KIDS don't miss a thing, do they? Fresh ways to channel all their alertness and curiosity into productive outdoor projects are offered in an intriguing catalog of great ideas called The Nature Book, by Midas Dekkers, illustrated by Angela de Brede (Macmillan, New York, $12.95, 95 pp., ages 8 to 12).
The author is a Dutch biologist with experience in turning kids on to science via children's television and radio programs.
The limitations of this otherwise marvelous book have to do with the differences between northern European and North American environments, especially urban ones. Also, weather, climate, geology, and other influences on plant and animal life hardly are mentioned.
Still, the basic ideas and principles Dekkers offers apply wherever one lives.
Although one can't directly observe dinosaurs these days, a book in the ``Let's Read-and-Find-Out Science Books'' series helps answer many questions.
Dinosaur Bones, by Aliki (Crowell, New York, $12.95, 32 pp., ages 4 to 8), mixes comic-strip layout with diagrams and straight illustrations - all using the same colored pencil drawing technique.
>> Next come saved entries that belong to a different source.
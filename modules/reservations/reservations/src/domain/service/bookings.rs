use bustation_http::{Page, PageRequest};
use reservations_sdk::Booking;
use tracing::instrument;

use super::ResourceService;
use crate::domain::error::DomainError;
use crate::domain::repo::DocumentRepository;

/// Optional equality filters on bookings. Both set means both must match.
#[derive(Debug, Clone, Default)]
pub struct BookingFilter {
    pub trip_id: Option<String>,
    pub passenger_id: Option<String>,
}

impl BookingFilter {
    fn matches(&self, b: &Booking) -> bool {
        self.trip_id.as_deref().is_none_or(|t| b.trip_id == t)
            && self.passenger_id.as_deref().is_none_or(|p| b.passenger_id == p)
    }
}

impl<R: DocumentRepository<Booking>> ResourceService<Booking, R> {
    #[instrument(skip_all, fields(trip_id = ?filter.trip_id, passenger_id = ?filter.passenger_id))]
    pub async fn list_bookings(
        &self,
        page: PageRequest,
        filter: &BookingFilter,
    ) -> Result<Page<Booking>, DomainError> {
        self.list_where(page, |b| filter.matches(b)).await
    }
}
That makes the book fun to skip through as well as read. It tells how we know what we know about dinosaurs, thus introducing a sense of the processes of scientific investigation.
At the back, there is a list of the dinosaurs mentioned in the text that tells where they were found and when they lived - all of which may help a child understand something about reference material and how to use it.
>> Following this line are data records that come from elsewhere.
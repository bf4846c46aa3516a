use std::sync::Arc;

use auth_sdk::{IdentityStore, NewPrincipal, Principal};
use tracing::{debug, info, instrument, warn};

use super::error::DomainError;
use super::password;
use super::token::TokenCodec;
use crate::config::AuthConfig;

/// Registration rules.
#[derive(Debug, Clone)]
pub struct CredentialPolicy {
    pub default_role: String,
    pub min_login_len: usize,
    pub max_login_len: usize,
    pub min_secret_len: usize,
}

impl CredentialPolicy {
    #[must_use]
    pub fn from_config(cfg: &AuthConfig) -> Self {
        Self {
            default_role: cfg.default_role.clone(),
            min_login_len: cfg.min_login_len.max(1),
            max_login_len: cfg.max_login_len,
            min_secret_len: cfg.min_secret_len.max(1),
        }
    }

    fn validate(&self, login: &str, secret: &str, role: Option<&str>) -> Result<(), DomainError> {
        if login.trim().is_empty() {
            return Err(DomainError::validation("login", "must not be blank"));
        }
        let len = login.chars().count();
        if len < self.min_login_len || len > self.max_login_len {
            return Err(DomainError::validation(
                "login",
                format!(
                    "must be between {} and {} characters",
                    self.min_login_len, self.max_login_len
                ),
            ));
        }
        if secret.chars().count() < self.min_secret_len {
            return Err(DomainError::validation(
                "secret",
                format!("must be at least {} characters", self.min_secret_len),
            ));
        }
        if role.is_some_and(|r| r.trim().is_empty()) {
            return Err(DomainError::validation("role", "must not be blank"));
        }
        Ok(())
    }
}

/// Checks login/secret pairs against stored hashes, mints tokens and
/// registers new principals.
pub struct CredentialVerifier {
    store: Arc<dyn IdentityStore>,
    codec: Arc<TokenCodec>,
    policy: CredentialPolicy,
}

impl CredentialVerifier {
    pub fn new(store: Arc<dyn IdentityStore>, codec: Arc<TokenCodec>, policy: CredentialPolicy) -> Self {
        Self {
            store,
            codec,
            policy,
        }
    }

    /// Returns a fresh token for the principal owning `login`.
    ///
    /// `UnknownPrincipal` and `BadCredentials` are logged distinctly but must be
    /// reported to callers as the same failure. Both take the same hashing work.
    #[instrument(skip_all, fields(login = %login))]
    pub async fn authenticate(&self, login: &str, secret: &str) -> Result<String, DomainError> {
        let principal = self.store.find_by_login(login).await?;

        // Unknown logins still pay for a full comparison.
        let hash = principal
            .as_ref()
            .map_or_else(|| password::UNMATCHABLE_HASH.to_owned(), |p| p.secret_hash.clone());
        let candidate = secret.to_owned();
        let matches = tokio::task::spawn_blocking(move || password::verify_secret(&hash, &candidate))
            .await
            .map_err(|e| DomainError::internal(format!("secret verification task failed: {e}")))?;

        let Some(principal) = principal else {
            warn!(reason = "unknown_principal", "login rejected");
            return Err(DomainError::UnknownPrincipal);
        };
        if !matches {
            warn!(reason = "bad_credentials", "login rejected");
            return Err(DomainError::BadCredentials);
        }

        let token = self.codec.issue(&principal.login)?;
        info!("principal authenticated");
        Ok(token)
    }

    /// Stores a new principal with the given or default role.
    #[instrument(skip_all, fields(login = %login))]
    pub async fn register(
        &self,
        login: &str,
        secret: &str,
        role: Option<&str>,
    ) -> Result<Principal, DomainError> {
        self.policy.validate(login, secret, role)?;

        if self.store.exists_by_login(login).await? {
            debug!("login already taken");
            return Err(DomainError::DuplicateLogin {
                login: login.to_owned(),
            });
        }

        let plain = secret.to_owned();
        let secret_hash = tokio::task::spawn_blocking(move || password::hash_secret(&plain))
            .await
            .map_err(|e| DomainError::internal(format!("secret hashing task failed: {e}")))??;

        let role = role.map_or_else(|| self.policy.default_role.clone(), str::to_owned);
        // The store re-checks uniqueness atomically; a concurrent winner surfaces here.
        let principal = self
            .store
            .save(NewPrincipal {
                login: login.to_owned(),
                secret_hash,
                role,
            })
            .await?;

        info!(principal_id = %principal.id, role = %principal.role, "principal registered");
        Ok(principal)
    }
}

#[cfg(test)]
mod tests {
    use std::time::{Duration, Instant};

    use auth_sdk::TokenVerifier;
    use tracing_test::traced_test;

    use super::*;
    use crate::infra::storage::memory_repo::InMemoryIdentityStore;

    const SECRET: &str = "dGhpcy1pcy1hLXRlc3Qtc2VjcmV0LXdpdGgtMzItYnl0ZXMhIQ==";

    fn verifier_with(policy: CredentialPolicy) -> (CredentialVerifier, Arc<TokenCodec>) {
        let codec = Arc::new(TokenCodec::new(SECRET, Duration::from_secs(3600)).unwrap());
        let store = Arc::new(InMemoryIdentityStore::new());
        (
            CredentialVerifier::new(store, Arc::clone(&codec), policy),
            codec,
        )
    }

    fn verifier() -> (CredentialVerifier, Arc<TokenCodec>) {
        verifier_with(CredentialPolicy::from_config(&AuthConfig::default()))
    }

    #[tokio::test]
    async fn register_defaults_role_and_login_yields_token() {
        let (svc, codec) = verifier();

        let principal = svc.register("u1", "s1", None).await.unwrap();
        assert_eq!(principal.login, "u1");
        assert_eq!(principal.role, "ROLE_USER");
        assert!(!principal.id.is_empty());
        assert_ne!(principal.secret_hash, "s1");

        let token = svc.authenticate("u1", "s1").await.unwrap();
        assert!(!token.is_empty());
        assert_eq!(codec.verify(&token).unwrap(), "u1");
    }

    #[tokio::test]
    async fn register_keeps_explicit_role() {
        let (svc, _) = verifier();
        let principal = svc.register("boss", "pw", Some("ROLE_ADMIN")).await.unwrap();
        assert_eq!(principal.role, "ROLE_ADMIN");
    }

    #[tokio::test]
    async fn duplicate_login_leaves_first_principal_intact() {
        let (svc, _) = verifier();
        let first = svc.register("u2", "pw", None).await.unwrap();

        let err = svc.register("u2", "other", None).await.unwrap_err();
        assert!(matches!(err, DomainError::DuplicateLogin { ref login } if login == "u2"));

        assert!(svc.authenticate("u2", "pw").await.is_ok());
        assert!(matches!(
            svc.authenticate("u2", "other").await,
            Err(DomainError::BadCredentials)
        ));
        assert!(!first.id.is_empty());
    }

    #[tokio::test]
    async fn wrong_secret_and_unknown_login_are_both_credential_failures() {
        let (svc, _) = verifier();
        svc.register("u1", "s1", None).await.unwrap();

        let wrong = svc.authenticate("u1", "nope").await.unwrap_err();
        let unknown = svc.authenticate("ghost", "s1").await.unwrap_err();

        assert!(matches!(wrong, DomainError::BadCredentials));
        assert!(matches!(unknown, DomainError::UnknownPrincipal));
        assert!(wrong.is_credential_failure());
        assert!(unknown.is_credential_failure());
    }

    #[tokio::test]
    async fn unknown_login_costs_as_much_as_wrong_secret() {
        let (svc, _) = verifier();
        svc.register("u1", "s1", None).await.unwrap();

        let started = Instant::now();
        for _ in 0..3 {
            assert!(svc.authenticate("u1", "nope").await.is_err());
        }
        let wrong_secret = started.elapsed();

        let started = Instant::now();
        for _ in 0..3 {
            assert!(svc.authenticate("ghost", "nope").await.is_err());
        }
        let unknown_login = started.elapsed();

        assert!(
            unknown_login * 3 >= wrong_secret,
            "unknown login took {unknown_login:?}, wrong secret took {wrong_secret:?}"
        );
    }

    #[tokio::test]
    async fn concurrent_registrations_of_same_login_admit_one() {
        let (svc, _) = verifier();
        let svc = Arc::new(svc);

        let handles: Vec<_> = (0..8)
            .map(|i| {
                let svc = Arc::clone(&svc);
                tokio::spawn(async move { svc.register("race", &format!("pw{i}"), None).await })
            })
            .collect();

        let mut results = Vec::new();
        for h in handles {
            results.push(h.await.unwrap());
        }

        let ok = results.iter().filter(|r| r.is_ok()).count();
        let dup = results
            .iter()
            .filter(|r| matches!(r, Err(DomainError::DuplicateLogin { .. })))
            .count();
        assert_eq!(ok, 1);
        assert_eq!(dup, 7);
    }

    #[tokio::test]
    async fn validation_rules_follow_policy() {
        let (svc, _) = verifier_with(CredentialPolicy {
            default_role: "ROLE_USER".to_owned(),
            min_login_len: 3,
            max_login_len: 5,
            min_secret_len: 3,
        });

        for (login, secret, field) in [
            ("   ", "secret", "login"),
            ("ab", "secret", "login"),
            ("abcdef", "secret", "login"),
            ("abc", "xy", "secret"),
        ] {
            let err = svc.register(login, secret, None).await.unwrap_err();
            assert!(
                matches!(err, DomainError::Validation { field: ref f, .. } if f == field),
                "{login}/{secret}: {err}"
            );
        }

        let err = svc.register("abc", "xyz", Some(" ")).await.unwrap_err();
        assert!(matches!(err, DomainError::Validation { ref field, .. } if field == "role"));
        assert!(svc.register("abc", "xyz", None).await.is_ok());
    }

    #[tokio::test]
    #[traced_test]
    async fn secrets_never_reach_the_logs() {
        let (svc, _) = verifier();
        svc.register("logme", "hunter2-secret", None).await.unwrap();
        let _ = svc.authenticate("logme", "wrong-secret-value").await;
        let _ = svc.authenticate("nobody", "another-secret-value").await;

        assert!(logs_contain("principal registered"));
        assert!(logs_contain("bad_credentials"));
        assert!(logs_contain("unknown_principal"));
        assert!(!logs_contain("hunter2-secret"));
        assert!(!logs_contain("wrong-secret-value"));
        assert!(!logs_contain("another-secret-value"));
    }
}
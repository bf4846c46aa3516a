//! REST DTOs. Field names are the wire contract.

use reservations_sdk::{
    Booking, Bus, Driver, NewBooking, NewBus, NewDriver, NewPassenger, NewTrip, Passenger, Trip,
};
use serde::{Deserialize, Serialize};
use time::OffsetDateTime;
use utoipa::{IntoParams, ToSchema};

// ==================== Drivers ====================

#[derive(Debug, Clone, Serialize, Deserialize, ToSchema)]
pub struct DriverDto {
    pub id: String,
    pub name: String,
    pub license_number: String,
    pub license_category: String,
}

#[derive(Debug, Clone, Deserialize, ToSchema)]
pub struct DriverReq {
    pub name: String,
    /// Exactly 11 digits.
    pub license_number: String,
    /// One of `A`, `B`, `C`, `D`, `E`.
    pub license_category: String,
}

impl From<Driver> for DriverDto {
    fn from(d: Driver) -> Self {
        Self {
            id: d.id,
            name: d.name,
            license_number: d.license_number,
            license_category: d.license_category,
        }
    }
}

impl From<DriverReq> for NewDriver {
    fn from(r: DriverReq) -> Self {
        Self {
            name: r.name,
            license_number: r.license_number,
            license_category: r.license_category,
        }
    }
}

// ==================== Buses ====================

#[derive(Debug, Clone, Serialize, Deserialize, ToSchema)]
pub struct BusDto {
    pub id: String,
    pub model: String,
    pub plate: String,
    pub capacity: i32,
}

#[derive(Debug, Clone, Deserialize, ToSchema)]
pub struct BusReq {
    pub model: String,
    /// `ABC-1234` form.
    pub plate: String,
    /// Between 10 and 100 seats.
    pub capacity: i32,
}

impl From<Bus> for BusDto {
    fn from(b: Bus) -> Self {
        Self {
            id: b.id,
            model: b.model,
            plate: b.plate,
            capacity: b.capacity,
        }
    }
}

impl From<BusReq> for NewBus {
    fn from(r: BusReq) -> Self {
        Self {
            model: r.model,
            plate: r.plate,
            capacity: r.capacity,
        }
    }
}

// ==================== Passengers ====================

#[derive(Debug, Clone, Serialize, Deserialize, ToSchema)]
pub struct PassengerDto {
    pub id: String,
    pub name: String,
    pub cpf: String,
    pub email: String,
}

#[derive(Debug, Clone, Deserialize, ToSchema)]
pub struct PassengerReq {
    pub name: String,
    /// Exactly 11 digits.
    pub cpf: String,
    pub email: String,
}

impl From<Passenger> for PassengerDto {
    fn from(p: Passenger) -> Self {
        Self {
            id: p.id,
            name: p.name,
            cpf: p.cpf,
            email: p.email,
        }
    }
}

impl From<PassengerReq> for NewPassenger {
    fn from(r: PassengerReq) -> Self {
        Self {
            name: r.name,
            cpf: r.cpf,
            email: r.email,
        }
    }
}

// ==================== Trips ====================

#[derive(Debug, Clone, Serialize, Deserialize, ToSchema)]
pub struct TripDto {
    pub id: String,
    pub origin: String,
    pub destination: String,
    #[serde(with = "time::serde::rfc3339")]
    #[schema(value_type = String, format = DateTime)]
    pub departure_at: OffsetDateTime,
    pub bus_id: String,
    pub driver_id: String,
}

#[derive(Debug, Clone, Deserialize, ToSchema)]
pub struct TripReq {
    pub origin: String,
    pub destination: String,
    /// RFC 3339 timestamp in the future.
    #[serde(with = "time::serde::rfc3339")]
    #[schema(value_type = String, format = DateTime)]
    pub departure_at: OffsetDateTime,
    pub bus_id: String,
    pub driver_id: String,
}

impl From<Trip> for TripDto {
    fn from(t: Trip) -> Self {
        Self {
            id: t.id,
            origin: t.origin,
            destination: t.destination,
            departure_at: t.departure_at,
            bus_id: t.bus_id,
            driver_id: t.driver_id,
        }
    }
}

impl From<TripReq> for NewTrip {
    fn from(r: TripReq) -> Self {
        Self {
            origin: r.origin,
            destination: r.destination,
            departure_at: r.departure_at,
            bus_id: r.bus_id,
            driver_id: r.driver_id,
        }
    }
}

// ==================== Bookings ====================

#[derive(Debug, Clone, Serialize, Deserialize, ToSchema)]
pub struct BookingDto {
    pub id: String,
    pub passenger_id: String,
    pub trip_id: String,
    #[serde(with = "time::serde::rfc3339")]
    #[schema(value_type = String, format = DateTime)]
    pub booked_at: OffsetDateTime,
    pub seat: i32,
}

#[derive(Debug, Clone, Deserialize, ToSchema)]
pub struct BookingReq {
    pub passenger_id: String,
    pub trip_id: String,
    /// Must be in the future.
    #[serde(with = "time::serde::rfc3339")]
    #[schema(value_type = String, format = DateTime)]
    pub booked_at: OffsetDateTime,
    /// 1-based seat number.
    pub seat: i32,
}

impl From<Booking> for BookingDto {
    fn from(b: Booking) -> Self {
        Self {
            id: b.id,
            passenger_id: b.passenger_id,
            trip_id: b.trip_id,
            booked_at: b.booked_at,
            seat: b.seat,
        }
    }
}

impl From<BookingReq> for NewBooking {
    fn from(r: BookingReq) -> Self {
        Self {
            passenger_id: r.passenger_id,
            trip_id: r.trip_id,
            booked_at: r.booked_at,
            seat: r.seat,
        }
    }
}

/// Query for `GET /bookings`: paging plus optional filters.
#[derive(Debug, Clone, Default, Deserialize, IntoParams)]
#[into_params(parameter_in = Query)]
pub struct BookingListQuery {
    /// Zero-based page index.
    pub page: Option<u32>,
    pub size: Option<u32>,
    /// Only bookings on this trip.
    pub trip_id: Option<String>,
    /// Only bookings held by this passenger.
    pub passenger_id: Option<String>,
}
Another book in the same series, Snakes Are Hunters, by Patricia Lauber, illustrated by Holly Keller (Crowell, New York, $12.95, 32 pp., ages 4 to 8), tells a lot about snakes and their habits, while avoiding sensationalism or too-scary details.
Unfortunately, although the author allows that snakes may be seen in zoos, she doesn't sufficiently take into account that in many parts of the country snakes are very much at hand. Nor does she explain which ones are harmless!